> [What you need to do]: Write out the records below word for word, please.
== == ==
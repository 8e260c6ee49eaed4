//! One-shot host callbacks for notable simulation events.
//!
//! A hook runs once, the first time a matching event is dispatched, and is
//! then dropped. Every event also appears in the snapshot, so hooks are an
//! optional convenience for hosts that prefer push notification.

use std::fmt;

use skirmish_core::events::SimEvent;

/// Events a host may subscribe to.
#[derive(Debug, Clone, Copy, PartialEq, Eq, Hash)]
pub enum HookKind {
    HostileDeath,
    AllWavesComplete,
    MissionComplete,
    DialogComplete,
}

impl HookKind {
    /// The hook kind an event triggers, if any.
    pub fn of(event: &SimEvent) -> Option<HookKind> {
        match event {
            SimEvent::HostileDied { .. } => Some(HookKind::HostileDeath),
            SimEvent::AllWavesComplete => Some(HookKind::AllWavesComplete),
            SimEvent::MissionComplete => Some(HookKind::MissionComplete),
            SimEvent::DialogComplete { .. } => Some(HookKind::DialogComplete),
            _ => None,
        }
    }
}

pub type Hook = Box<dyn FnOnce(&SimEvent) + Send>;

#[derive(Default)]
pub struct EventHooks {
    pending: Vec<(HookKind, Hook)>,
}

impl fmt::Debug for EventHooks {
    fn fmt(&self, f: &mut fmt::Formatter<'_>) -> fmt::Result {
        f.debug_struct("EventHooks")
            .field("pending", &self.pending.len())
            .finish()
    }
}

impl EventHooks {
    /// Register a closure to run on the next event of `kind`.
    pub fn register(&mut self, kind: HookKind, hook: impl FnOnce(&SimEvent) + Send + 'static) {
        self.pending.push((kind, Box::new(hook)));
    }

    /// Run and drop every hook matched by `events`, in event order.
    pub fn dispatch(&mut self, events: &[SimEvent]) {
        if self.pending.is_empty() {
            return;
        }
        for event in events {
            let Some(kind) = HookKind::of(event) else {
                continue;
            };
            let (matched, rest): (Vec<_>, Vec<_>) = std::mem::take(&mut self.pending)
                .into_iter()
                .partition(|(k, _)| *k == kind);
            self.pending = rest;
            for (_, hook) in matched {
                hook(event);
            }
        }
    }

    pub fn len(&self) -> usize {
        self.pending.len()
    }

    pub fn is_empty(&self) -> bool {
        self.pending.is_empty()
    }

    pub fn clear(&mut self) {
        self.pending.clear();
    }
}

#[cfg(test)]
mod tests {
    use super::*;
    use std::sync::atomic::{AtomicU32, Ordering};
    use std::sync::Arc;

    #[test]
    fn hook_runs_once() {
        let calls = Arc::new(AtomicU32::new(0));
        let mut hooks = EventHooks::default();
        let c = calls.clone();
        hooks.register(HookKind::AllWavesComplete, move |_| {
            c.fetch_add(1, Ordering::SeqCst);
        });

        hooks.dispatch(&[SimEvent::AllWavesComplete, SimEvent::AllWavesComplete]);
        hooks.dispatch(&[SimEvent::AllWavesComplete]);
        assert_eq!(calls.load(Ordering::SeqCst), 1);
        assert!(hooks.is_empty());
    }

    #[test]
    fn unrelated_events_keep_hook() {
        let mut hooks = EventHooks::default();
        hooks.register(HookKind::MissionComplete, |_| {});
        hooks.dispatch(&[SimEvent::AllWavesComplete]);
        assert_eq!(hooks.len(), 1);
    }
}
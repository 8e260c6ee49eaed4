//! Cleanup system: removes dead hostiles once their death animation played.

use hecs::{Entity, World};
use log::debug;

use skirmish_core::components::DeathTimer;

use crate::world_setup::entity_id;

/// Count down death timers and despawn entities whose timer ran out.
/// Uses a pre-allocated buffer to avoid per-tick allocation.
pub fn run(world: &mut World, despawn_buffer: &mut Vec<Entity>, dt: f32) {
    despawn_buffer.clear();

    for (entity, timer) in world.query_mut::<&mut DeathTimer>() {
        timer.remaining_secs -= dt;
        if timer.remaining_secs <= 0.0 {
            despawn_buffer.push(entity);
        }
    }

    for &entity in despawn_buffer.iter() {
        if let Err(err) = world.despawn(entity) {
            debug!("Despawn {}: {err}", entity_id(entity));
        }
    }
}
== == ==
> [Written solution]:
repository 8e260c6ee49eaed4
//! One-shot host callbacks for notable simulation events.
//!
//! A hook runs once, the first time a matching event is dispatched, and is
//! then dropped. Every event also appears in the snapshot, so hooks are an
//! optional convenience for hosts that prefer push notification.

use std::fmt;

use skirmish_core::events::SimEvent;

/// Events a host may subscribe to.
#[derive(Debug, Clone, Copy, PartialEq, Eq, Hash)]
pub enum HookKind {
    HostileDeath,
    AllWavesComplete,
    MissionComplete,
    DialogComplete,
}

impl HookKind {
    /// The hook kind an event triggers, if any.
    pub fn of(event: &SimEvent) -> Option<HookKind> {
        match event {
            SimEvent::HostileDied { .. } => Some(HookKind::HostileDeath),
            SimEvent::AllWavesComplete => Some(HookKind::AllWavesComplete),
            SimEvent::MissionComplete => Some(HookKind::MissionComplete),
            SimEvent::DialogComplete { .. } => Some(HookKind::DialogComplete),
            _ => None,
        }
    }
}

pub type Hook = Box<dyn FnOnce(&SimEvent) + Send>;

#[derive(Default)]
pub struct EventHooks {
    pending: Vec<(HookKind, Hook)>,
}

impl fmt::Debug for EventHooks {
    fn fmt(&self, f: &mut fmt::Formatter<'_>) -> fmt::Result {
        f.debug_struct("EventHooks")
            .field("pending", &self.pending.len())
            .finish()
    }
}

impl EventHooks {
    /// Register a closure to run on the next event of `kind`.
    pub fn register(&mut self, kind: HookKind, hook: impl FnOnce(&SimEvent) + Send + 'static) {
        self.pending.push((kind, Box::new(hook)));
    }

    /// Run and drop every hook matched by `events`, in event order.
    pub fn dispatch(&mut self, events: &[SimEvent]) {
        if self.pending.is_empty() {
            return;
        }
        for event in events {
            let Some(kind) = HookKind::of(event) else {
                continue;
            };
            let (matched, rest): (Vec<_>, Vec<_>) = std::mem::take(&mut self.pending)
                .into_iter()
                .partition(|(k, _)| *k == kind);
            self.pending = rest;
            for (_, hook) in matched {
                hook(event);
            }
        }
    }

    pub fn len(&self) -> usize {
        self.pending.len()
    }

    pub fn is_empty(&self) -> bool {
        self.pending.is_empty()
    }

    pub fn clear(&mut self) {
        self.pending.clear();
    }
}

#[cfg(test)]
mod tests {
    use super::*;
    use std::sync::atomic::{AtomicU32, Ordering};
    use std::sync::Arc;

    #[test]
    fn hook_runs_once() {
        let calls = Arc::new(AtomicU32::new(0));
        let mut hooks = EventHooks::default();
        let c = calls.clone();
        hooks.register(HookKind::AllWavesComplete, move |_| {
            c.fetch_add(1, Ordering::SeqCst);
        });

        hooks.dispatch(&[SimEvent::AllWavesComplete, SimEvent::AllWavesComplete]);
        hooks.dispatch(&[SimEvent::AllWavesComplete]);
        assert_eq!(calls.load(Ordering::SeqCst), 1);
        assert!(hooks.is_empty());
    }

    #[test]
    fn unrelated_events_keep_hook() {
        let mut hooks = EventHooks::default();
        hooks.register(HookKind::MissionComplete, |_| {});
        hooks.dispatch(&[SimEvent::AllWavesComplete]);
        assert_eq!(hooks.len(), 1);
    }
}
repository 8e260c6ee49eaed4
//! Cleanup system: removes dead hostiles once their death animation played.

use hecs::{Entity, World};
use log::debug;

use skirmish_core::components::DeathTimer;

use crate::world_setup::entity_id;

/// Count down death timers and despawn entities whose timer ran out.
/// Uses a pre-allocated buffer to avoid per-tick allocation.
pub fn run(world: &mut World, despawn_buffer: &mut Vec<Entity>, dt: f32) {
    despawn_buffer.clear();

    for (entity, timer) in world.query_mut::<&mut DeathTimer>() {
        timer.remaining_secs -= dt;
        if timer.remaining_secs <= 0.0 {
            despawn_buffer.push(entity);
        }
    }

    for &entity in despawn_buffer.iter() {
        if let Err(err) = world.despawn(entity) {
            debug!("Despawn {}: {err}", entity_id(entity));
        }
    }
}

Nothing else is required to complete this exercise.